The Unseen are the Barrøys, a three-generation Norwegian family who live on their own island. Occasionally the priest drops by, sometimes a man comes to buy their produce; otherwise they are undisturbed. Sparse, sublime prose distils this life along with the elements. The subtle translation, with its invented dialect, conveys a timeless, provincial voice ... Moments of introspection are as rare and bewildering as silence in a storm ... Shortlisted for the Man Booker International prize, The Unseen is a blunt, brilliant book.

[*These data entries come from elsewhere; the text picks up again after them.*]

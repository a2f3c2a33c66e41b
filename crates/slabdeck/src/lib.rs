#![warn(missing_docs)]

//! slabdeck: slab-bridge deck modelling
//!
//! Build a zoned deck solid from per-D-point segments, lay reinforcement
//! bars into it, cut it with planes, draw section, plan and load-zone
//! views, and export the 3D scene as glTF.
//!
//! # Example
//!
//! ```rust,no_run
//! use slabdeck::{build_solid, cross_view, default_segments, export_scene_glb};
//!
//! let segments = default_segments();
//! let solid = build_solid(&segments).unwrap();
//! export_scene_glb(&solid.scene, "deck.glb").unwrap();
//!
//! let plot = cross_view(&segments, 5.0).unwrap();
//! println!("{}", serde_json::to_string_pretty(&plot).unwrap());
//! ```

use thiserror::Error;

pub mod config;
pub mod export;

pub use config::BridgeConfig;
pub use export::{plot_to_json, write_plot_json};
#[cfg(feature = "gltf")]
pub use export::{export_scene_glb, export_scene_gltf, scene_to_glb, scene_to_gltf};

pub use slabdeck_math::{Axis, Point2, Point3, Tolerance, Transform, Vec2, Vec3};
pub use slabdeck_mesh::{
    create_axes, create_origin_dot, marker_scene, Aabb, MarkerSettings, NodeRole, Rgba, Scene,
    SceneNode, TriangleMesh,
};
pub use slabdeck_model::{
    build_solid, build_solid_with, create_rebars, create_section_planes, d_point_positions,
    default_segments, max_width, total_length, validate_segments, ModelError, Reinforcement,
    ReinforcementZone, SectionLocations, Segment, Solid, SolidOptions, Zone, ZoneBox,
    MIN_SEGMENTS,
};
pub use slabdeck_section::{
    section_solid, slice, BoundingBox2D, Point2D, SectionCurve, SectionEntity, SectionError,
    SectionPlane, SectionScene,
};
pub use slabdeck_views::{
    annotate_cross_section, cross_view, horizontal_view, load_zone_plot, longitudinal_view,
    project, to_chart_spec, top_view, validate_load_zone_widths, Annotation, AnnotationStyle,
    AxisRanges, FilledPolygon, LoadZone, LoadZoneGeometry, PlotDescription, ViewError, ViewKind,
    DEFAULT_LABEL_Y_OFFSET,
};

/// Errors returned by slabdeck operations.
#[derive(Error, Debug)]
pub enum DeckError {
    /// Invalid segment data.
    #[error(transparent)]
    Model(#[from] ModelError),
    /// Slicing failed.
    #[error(transparent)]
    Section(#[from] SectionError),
    /// View generation failed.
    #[error(transparent)]
    View(#[from] ViewError),
    /// An I/O error occurred while reading or writing a file.
    #[error("IO error: {0}")]
    Io(#[from] std::io::Error),
    /// JSON input or output failed.
    #[error("JSON error: {0}")]
    Json(#[from] serde_json::Error),
    /// TOML input could not be parsed.
    #[error("TOML error: {0}")]
    Toml(#[from] toml::de::Error),
    /// The file extension names no supported format.
    #[error("unsupported file format: {0}")]
    UnsupportedFormat(String),
    /// A scene could not be exported.
    #[error("export error: {0}")]
    Export(String),
}

/// Result type for slabdeck operations.
pub type Result<T> = std::result::Result<T, DeckError>;
fn annotate_longitudinal(
    plot: &mut PlotDescription,
    segments: &[Segment],
    solid: &Solid,
    offset: f64,
    extent: &BoundingBox2D,
) {
    let zone = longitudinal_zone(segments, offset);
    let raised = extent.max_y > 0.0;
    let positions = &solid.positions;

    // (height, vertical center) per D-point
    let heights: Vec<(f64, f64)> = segments
        .iter()
        .map(|s| {
            if raised {
                let extra = s.thickness_inner - s.thickness_outer;
                (s.thickness_inner, (-s.thickness_outer + extra) / 2.0)
            } else {
                (s.thickness_outer, -s.thickness_outer / 2.0)
            }
        })
        .collect();

    for (i, &x) in positions.iter().enumerate() {
        plot.annotate(format!("D-{}", i + 1), x, extent.max_y + 0.5, d_label_style());
    }

    for gap in 1..positions.len() {
        let center_x = gap_center(positions, gap);
        plot.annotate(
            format!("Z{zone}-{gap}"),
            center_x,
            heights[gap].1,
            d_label_style(),
        );
        plot.annotate(
            format!("l = {}m", segments[gap].distance_to_previous),
            center_x,
            extent.min_y - 1.0,
            length_style(),
        );
    }

    let height_style = AnnotationStyle::new(12, "blue")
        .rotated(-90.0)
        .anchored(XAnchor::Right, YAnchor::Middle);
    for (&(h, center), &x) in heights.iter().zip(positions) {
        plot.annotate(format!("h = {h}m"), x - 0.5, center, height_style.clone());
    }
}

/// Add zone, width and height labels to a cross view.
///
/// Dimensions come from the first D-point at or beyond `offset`
/// (D-point 0 when the offset lies past the deck). Labels are numbered
/// with that D-point's 0-based index.
pub fn annotate_cross_section(plot: &mut PlotDescription, segments: &[Segment], offset: f64) {
    let positions = slabdeck_model::d_point_positions(segments);
    let index = positions.iter().position(|&x| offset <= x).unwrap_or(0);
    let Some(segment) = segments.get(index) else {
        return;
    };

    let bounds = plot.geometry_bounds();
    let min_z = if bounds.is_valid() {
        bounds.min_y
    } else {
        plot.axis_ranges.y[0] + RANGE_PADDING
    };

    let label_style = AnnotationStyle::new(12, "black");
    let width_style = AnnotationStyle::new(12, "green");
    let height_style = AnnotationStyle::new(12, "blue")
        .rotated(-90.0)
        .anchored(XAnchor::Right, YAnchor::Middle);

    for zone in Zone::ALL {
        let center_y = zone.center_y(segment);
        let center_z = match zone {
            Zone::Two => -segment.thickness_outer + segment.thickness_inner / 2.0,
            Zone::One | Zone::Three => -segment.thickness_outer / 2.0,
        };
        let height_at = match zone {
            Zone::One => segment.zone2_width / 2.0,
            Zone::Two => -segment.zone2_width / 2.0,
            Zone::Three => -segment.zone2_width / 2.0 - segment.zone3_width,
        };

        plot.annotate(format!("Z{zone}-{index}"), center_y, center_z, label_style.clone());
        plot.annotate(
            format!("b = {}m", zone.width(segment)),
            center_y,
            min_z - 1.0,
            width_style.clone(),
        );
        plot.annotate(
            format!("h = {}m", zone.thickness(segment)),
            height_at,
            center_z,
            height_style.clone(),
        );
    }
}
//! glTF 2.0 export of deck scenes.
//!
//! Each non-empty scene node becomes one glTF mesh with POSITION, COLOR_0
//! and u32 indices. Nodes with any translucent vertex color get an
//! alpha-blended material. All nodes hang under a root node that rotates the
//! Z-up model into glTF's Y-up frame.

use std::borrow::Cow;
use std::collections::BTreeMap;
use std::path::Path;

use base64::Engine;
use gltf::json;
use json::accessor::{ComponentType, Type};
use json::validation::{Checked::Valid, USize64};
use slabdeck_mesh::{Scene, TriangleMesh, WHITE};
use tracing::{debug, info};

use crate::{DeckError, Result};

/// -90 degrees about X: model Z becomes glTF Y.
const Z_UP_TO_Y_UP: [f32; 4] = [
    -std::f32::consts::FRAC_1_SQRT_2,
    0.0,
    0.0,
    std::f32::consts::FRAC_1_SQRT_2,
];

const GLB_HEADER_LEN: usize = 12;
const GLB_CHUNK_HEADER_LEN: usize = 8;

fn padded_len(len: usize) -> usize {
    (len + 3) & !3
}

fn is_translucent(mesh: &TriangleMesh) -> bool {
    mesh.has_colors() && mesh.colors.chunks_exact(4).any(|c| c[3] < 255)
}

fn position_bounds(mesh: &TriangleMesh) -> ([f32; 3], [f32; 3]) {
    let mut min = [f32::MAX; 3];
    let mut max = [f32::MIN; 3];
    for v in mesh.vertices.chunks_exact(3) {
        for i in 0..3 {
            min[i] = min[i].min(v[i]);
            max[i] = max[i].max(v[i]);
        }
    }
    (min, max)
}

/// Collects the binary buffer and the JSON document side by side.
struct DocumentBuilder {
    root: json::Root,
    bin: Vec<u8>,
    opaque: Option<json::Index<json::Material>>,
    blended: Option<json::Index<json::Material>>,
}

impl DocumentBuilder {
    fn new() -> Self {
        let mut root = json::Root::default();
        root.asset.generator = Some(format!("slabdeck {}", env!("CARGO_PKG_VERSION")));
        Self {
            root,
            bin: Vec::new(),
            opaque: None,
            blended: None,
        }
    }

    fn push_view(
        &mut self,
        bytes: &[u8],
        target: json::buffer::Target,
    ) -> json::Index<json::buffer::View> {
        self.bin.resize(padded_len(self.bin.len()), 0);
        let offset = self.bin.len();
        self.bin.extend_from_slice(bytes);
        self.root.push(json::buffer::View {
            buffer: json::Index::new(0),
            byte_length: USize64::from(bytes.len()),
            byte_offset: Some(USize64::from(offset)),
            byte_stride: None,
            extensions: Default::default(),
            extras: Default::default(),
            name: None,
            target: Some(Valid(target)),
        })
    }

    fn push_accessor(
        &mut self,
        view: json::Index<json::buffer::View>,
        count: usize,
        component: ComponentType,
        type_: Type,
        normalized: bool,
        bounds: Option<([f32; 3], [f32; 3])>,
    ) -> json::Index<json::Accessor> {
        self.root.push(json::Accessor {
            buffer_view: Some(view),
            byte_offset: None,
            count: USize64::from(count),
            component_type: Valid(json::accessor::GenericComponentType(component)),
            extensions: Default::default(),
            extras: Default::default(),
            type_: Valid(type_),
            min: bounds.map(|(min, _)| json::Value::from(min.to_vec())),
            max: bounds.map(|(_, max)| json::Value::from(max.to_vec())),
            name: None,
            normalized,
            sparse: None,
        })
    }

    fn material(&mut self, translucent: bool) -> json::Index<json::Material> {
        let cached = if translucent { self.blended } else { self.opaque };
        if let Some(index) = cached {
            return index;
        }
        let (name, alpha_mode) = if translucent {
            ("translucent", json::material::AlphaMode::Blend)
        } else {
            ("opaque", json::material::AlphaMode::Opaque)
        };
        let index = self.root.push(json::Material {
            alpha_mode: Valid(alpha_mode),
            double_sided: true,
            name: Some(name.to_string()),
            pbr_metallic_roughness: json::material::PbrMetallicRoughness {
                metallic_factor: json::material::StrengthFactor(0.0),
                roughness_factor: json::material::StrengthFactor(0.9),
                ..Default::default()
            },
            ..Default::default()
        });
        if translucent {
            self.blended = Some(index);
        } else {
            self.opaque = Some(index);
        }
        index
    }

    fn push_mesh(&mut self, name: &str, mesh: &TriangleMesh) -> json::Index<json::Node> {
        let positions: Vec<u8> = mesh.vertices.iter().flat_map(|v| v.to_le_bytes()).collect();
        let colors: Vec<u8> = if mesh.has_colors() {
            mesh.colors.clone()
        } else {
            WHITE.repeat(mesh.num_vertices())
        };
        let indices: Vec<u8> = mesh.indices.iter().flat_map(|i| i.to_le_bytes()).collect();

        let view = self.push_view(&positions, json::buffer::Target::ArrayBuffer);
        let positions = self.push_accessor(
            view,
            mesh.num_vertices(),
            ComponentType::F32,
            Type::Vec3,
            false,
            Some(position_bounds(mesh)),
        );
        let view = self.push_view(&colors, json::buffer::Target::ArrayBuffer);
        let colors = self.push_accessor(
            view,
            mesh.num_vertices(),
            ComponentType::U8,
            Type::Vec4,
            true,
            None,
        );
        let view = self.push_view(&indices, json::buffer::Target::ElementArrayBuffer);
        let indices = self.push_accessor(
            view,
            mesh.indices.len(),
            ComponentType::U32,
            Type::Scalar,
            false,
            None,
        );

        let mut attributes = BTreeMap::new();
        attributes.insert(Valid(json::mesh::Semantic::Positions), positions);
        attributes.insert(Valid(json::mesh::Semantic::Colors(0)), colors);

        let material = self.material(is_translucent(mesh));
        let mesh_index = self.root.push(json::Mesh {
            extensions: Default::default(),
            extras: Default::default(),
            name: Some(name.to_string()),
            primitives: vec![json::mesh::Primitive {
                attributes,
                extensions: Default::default(),
                extras: Default::default(),
                indices: Some(indices),
                material: Some(material),
                mode: Valid(json::mesh::Mode::Triangles),
                targets: None,
            }],
            weights: None,
        });
        self.root.push(json::Node {
            mesh: Some(mesh_index),
            name: Some(name.to_string()),
            ..Default::default()
        })
    }

    /// Finish the document. `uri` is set on the single buffer.
    fn finish(
        mut self,
        scene: &Scene,
        children: Vec<json::Index<json::Node>>,
        uri: Option<String>,
    ) -> (json::Root, Vec<u8>) {
        self.root.push(json::Buffer {
            byte_length: USize64::from(self.bin.len()),
            extensions: Default::default(),
            extras: Default::default(),
            name: None,
            uri,
        });
        let root_node = self.root.push(json::Node {
            children: Some(children),
            name: Some(scene.name.clone()),
            rotation: Some(json::scene::UnitQuaternion(Z_UP_TO_Y_UP)),
            ..Default::default()
        });
        let scene_index = self.root.push(json::Scene {
            extensions: Default::default(),
            extras: Default::default(),
            name: Some(scene.name.clone()),
            nodes: vec![root_node],
        });
        self.root.scene = Some(scene_index);
        (self.root, self.bin)
    }
}

fn build_document(scene: &Scene) -> Result<(DocumentBuilder, Vec<json::Index<json::Node>>)> {
    let mut builder = DocumentBuilder::new();
    let mut children = Vec::new();
    for node in scene.nodes.iter().filter(|n| !n.mesh.is_empty()) {
        debug!(
            node = %node.name,
            triangles = node.mesh.num_triangles(),
            "adding glTF mesh"
        );
        children.push(builder.push_mesh(&node.name, &node.mesh));
    }
    if children.is_empty() {
        return Err(DeckError::Export(format!(
            "scene '{}' has no geometry",
            scene.name
        )));
    }
    Ok((builder, children))
}

/// Encode a scene as binary glTF (GLB).
pub fn scene_to_glb(scene: &Scene) -> Result<Vec<u8>> {
    let (builder, children) = build_document(scene)?;
    let (root, bin) = builder.finish(scene, children, None);
    let json = serde_json::to_vec(&root)?;

    let length = GLB_HEADER_LEN
        + GLB_CHUNK_HEADER_LEN
        + padded_len(json.len())
        + GLB_CHUNK_HEADER_LEN
        + padded_len(bin.len());
    let length = u32::try_from(length)
        .map_err(|_| DeckError::Export(format!("GLB size {length} exceeds the format limit")))?;

    let glb = gltf::binary::Glb {
        header: gltf::binary::Header {
            magic: *b"glTF",
            version: 2,
            length,
        },
        json: Cow::Owned(json),
        bin: Some(Cow::Owned(bin)),
    };
    glb.to_vec().map_err(|e| DeckError::Export(e.to_string()))
}

/// Encode a scene as JSON glTF with the buffer embedded as a data URI.
pub fn scene_to_gltf(scene: &Scene) -> Result<String> {
    let (builder, children) = build_document(scene)?;
    let encoded = base64::engine::general_purpose::STANDARD.encode(&builder.bin);
    let uri = format!("data:application/octet-stream;base64,{encoded}");
    let (root, _) = builder.finish(scene, children, Some(uri));
    Ok(serde_json::to_string_pretty(&root)?)
}

/// Write a scene to a `.glb` file.
pub fn export_scene_glb(scene: &Scene, path: impl AsRef<Path>) -> Result<()> {
    let bytes = scene_to_glb(scene)?;
    std::fs::write(path.as_ref(), &bytes)?;
    info!(path = %path.as_ref().display(), bytes = bytes.len(), "wrote GLB");
    Ok(())
}

/// Write a scene to a self-contained `.gltf` file.
pub fn export_scene_gltf(scene: &Scene, path: impl AsRef<Path>) -> Result<()> {
    let text = scene_to_gltf(scene)?;
    std::fs::write(path.as_ref(), &text)?;
    info!(path = %path.as_ref().display(), bytes = text.len(), "wrote glTF");
    Ok(())
}

#[cfg(test)]
mod tests {
    use super::*;
    use slabdeck_mesh::{axis_box, NodeRole};
    use slabdeck_math::{Point3, Vec3};
    use slabdeck_model::{build_solid_with, default_segments, SectionLocations, SolidOptions};

    fn deck_scene() -> Scene {
        let options = SolidOptions {
            section_planes: Some(SectionLocations::default()),
            ..SolidOptions::default()
        };
        build_solid_with(&default_segments(), &options).unwrap().scene
    }

    #[test]
    fn test_glb_parses_back() {
        let scene = deck_scene();
        let bytes = scene_to_glb(&scene).unwrap();
        assert_eq!(&bytes[..4], b"glTF");
        assert_eq!(bytes.len() % 4, 0);
        let declared = u32::from_le_bytes([bytes[8], bytes[9], bytes[10], bytes[11]]) as usize;
        assert_eq!(declared, bytes.len());

        let gltf = gltf::Gltf::from_slice(&bytes).unwrap();
        assert_eq!(gltf.meshes().count(), scene.len());
        let deck = gltf
            .meshes()
            .find(|m| m.name() == Some("deck"))
            .unwrap();
        let primitive = deck.primitives().next().unwrap();
        assert!(primitive.get(&gltf::Semantic::Colors(0)).is_some());
        assert_eq!(primitive.indices().unwrap().count(), 36 * 3);
        assert_eq!(
            primitive.material().alpha_mode(),
            gltf::material::AlphaMode::Opaque
        );
    }

    #[test]
    fn test_translucent_planes_blend() {
        let bytes = scene_to_glb(&deck_scene()).unwrap();
        let gltf = gltf::Gltf::from_slice(&bytes).unwrap();
        let plane = gltf
            .meshes()
            .find(|m| m.name() == Some("cross_plane"))
            .unwrap();
        let material = plane.primitives().next().unwrap().material();
        assert_eq!(material.alpha_mode(), gltf::material::AlphaMode::Blend);
        // opaque and blended materials are shared
        assert_eq!(gltf.materials().count(), 2);
    }

    #[test]
    fn test_gltf_embeds_buffer() {
        let text = scene_to_gltf(&deck_scene()).unwrap();
        assert!(text.contains("data:application/octet-stream;base64,"));
        let gltf = gltf::Gltf::from_slice(text.as_bytes()).unwrap();
        assert_eq!(gltf.buffers().count(), 1);
        let root = gltf.default_scene().unwrap().nodes().next().unwrap();
        assert_eq!(root.name(), Some("slab_deck"));
    }

    #[test]
    fn test_uncolored_mesh_defaults_to_white() {
        let mut scene = Scene::new("box");
        let mesh = axis_box(Vec3::new(1.0, 1.0, 1.0), Point3::origin());
        assert!(!mesh.has_colors());
        scene.add("box", NodeRole::Solid, mesh);
        assert!(scene_to_glb(&scene).is_ok());
    }

    #[test]
    fn test_empty_scene_is_an_error() {
        let scene = Scene::new("empty");
        assert!(matches!(scene_to_glb(&scene), Err(DeckError::Export(_))));
    }
}
//! The per-D-point cross-section definition.

use serde::{Deserialize, Serialize};

use crate::error::{ModelError, Result};

/// Minimum number of segments a deck needs (one span).
pub const MIN_SEGMENTS: usize = 2;

/// One cross-section definition ("D-point").
///
/// Widths are measured from the deck centerline outward: zone 1 on the
/// positive Y side, zone 2 straddling the centerline, zone 3 on the negative
/// Y side. Field aliases accept the short parameter names used in existing
/// bridge input files (`bz1`, `dz`, `l`, ...).
#[derive(Debug, Clone, Copy, PartialEq, Serialize, Deserialize)]
pub struct Segment {
    /// Width of zone 1 (m).
    #[serde(alias = "bz1")]
    pub zone1_width: f64,
    /// Width of zone 2 (m).
    #[serde(alias = "bz2")]
    pub zone2_width: f64,
    /// Width of zone 3 (m).
    #[serde(alias = "bz3")]
    pub zone3_width: f64,
    /// Thickness of zones 1 and 3 (m).
    #[serde(alias = "dz")]
    pub thickness_outer: f64,
    /// Thickness of zone 2 (m).
    #[serde(alias = "dz_2")]
    pub thickness_inner: f64,
    /// Distance from the previous D-point (m). Ignored for the first segment.
    #[serde(alias = "l", default)]
    pub distance_to_previous: f64,
}

impl Segment {
    /// Create a segment.
    pub fn new(
        zone1_width: f64,
        zone2_width: f64,
        zone3_width: f64,
        thickness_outer: f64,
        thickness_inner: f64,
        distance_to_previous: f64,
    ) -> Self {
        Self {
            zone1_width,
            zone2_width,
            zone3_width,
            thickness_outer,
            thickness_inner,
            distance_to_previous,
        }
    }

    /// Full deck width at this D-point.
    pub fn total_width(&self) -> f64 {
        self.zone1_width + self.zone2_width + self.zone3_width
    }

    /// Y of the outer edge of zone 1.
    pub fn top_edge_y(&self) -> f64 {
        self.zone1_width + self.zone2_width / 2.0
    }

    /// Y of the outer edge of zone 3.
    pub fn bottom_edge_y(&self) -> f64 {
        -self.zone2_width / 2.0 - self.zone3_width
    }

    /// Check the dimensions of the segment at `index` in its list.
    pub fn validate(&self, index: usize) -> Result<()> {
        let positive = [
            ("zone1_width", self.zone1_width),
            ("zone2_width", self.zone2_width),
            ("zone3_width", self.zone3_width),
            ("thickness_outer", self.thickness_outer),
            ("thickness_inner", self.thickness_inner),
        ];
        for (field, value) in positive {
            if !(value.is_finite() && value > 0.0) {
                return Err(invalid(index, field, value, "must be positive"));
            }
        }

        let distance = self.distance_to_previous;
        if !distance.is_finite() || distance < 0.0 {
            return Err(invalid(
                index,
                "distance_to_previous",
                distance,
                "must be non-negative",
            ));
        }
        if index > 0 && distance <= 0.0 {
            return Err(invalid(
                index,
                "distance_to_previous",
                distance,
                "must be positive after the first segment",
            ));
        }
        Ok(())
    }
}

fn invalid(index: usize, field: &str, value: f64, rule: &str) -> ModelError {
    ModelError::InvalidGeometry(format!(
        "segment {n} (D{n}): {field} {rule}, got {value}",
        n = index + 1
    ))
}

/// Validate a whole segment list.
pub fn validate_segments(segments: &[Segment]) -> Result<()> {
    if segments.len() < MIN_SEGMENTS {
        return Err(ModelError::InvalidGeometry(format!(
            "at least {MIN_SEGMENTS} segments are required, got {}",
            segments.len()
        )));
    }
    for (i, segment) in segments.iter().enumerate() {
        segment.validate(i)?;
    }
    Ok(())
}

/// Longitudinal position of every D-point. D1 is at x = 0.
pub fn d_point_positions(segments: &[Segment]) -> Vec<f64> {
    let mut x = 0.0;
    segments
        .iter()
        .enumerate()
        .map(|(i, s)| {
            if i > 0 {
                x += s.distance_to_previous;
            }
            x
        })
        .collect()
}

/// Distance from the first to the last D-point.
pub fn total_length(segments: &[Segment]) -> f64 {
    segments
        .iter()
        .skip(1)
        .map(|s| s.distance_to_previous)
        .sum()
}

/// Largest deck width over all D-points.
pub fn max_width(segments: &[Segment]) -> f64 {
    segments
        .iter()
        .map(Segment::total_width)
        .fold(0.0, f64::max)
}

/// The reference two-D-point deck: 10 m span, zones 10 / 5 / 15 m wide,
/// outer thickness 2 m, inner thickness 3 m.
pub fn default_segments() -> Vec<Segment> {
    vec![
        Segment::new(10.0, 5.0, 15.0, 2.0, 3.0, 0.0),
        Segment::new(10.0, 5.0, 15.0, 2.0, 3.0, 10.0),
    ]
}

The Unseen constantly reminded me of Bergman’s Through a Glass Darkly—its unsettling chiaroscuro and its setting in an island of the light nights. As in the movie, so in this novel the backdrop of the island serves as a pointer to our essential isolation and the philosophical implications of this loneliness ... But the islanders in Barrøy wouldn’t be caught dead pondering existential questions, at least consciously, simply because they cannot afford to ... The translators have expertly captured the nuances of the original, which made it to the Booker shortlist ... Since Jacobsen gives no pointer to that, you have to assume that it is the turn of the 19th century ... The Unseen reads like a tribute to that era’s realist novel, which tried to confer meaning to a fast-changing way of life by recording in detail its huge blows and small mercies, before the 20th century’s meaninglessness took over.
Norwegian novelist Jacobsen folds a quietly powerful coming-of-age story into a rendition of daily life on one of Norway’s rural islands a hundred years ago in a novel that was shortlisted for the 2017 Man Booker International Prize ... The translator’s decision to use roughly translated phrases in conversation—i.e., 'Tha’s goen’ nohvar' for "You’re going nowhere')—slows the reading down at first but ends up drawing readers more deeply into the world of Barrøy and its prickly, intensely alive inhabitants ... A deeply satisfying novel, both sensuously vivid and remarkably poignant.
...[a] solemn, lyrical portrait of agrarian life ... Shaw and Bartlett brilliantly capture Jacobsen’s saga in precise prose that offers a window into each character’s point of view. This moving meditation on a family’s tenuous relationship with the natural world is worth a look.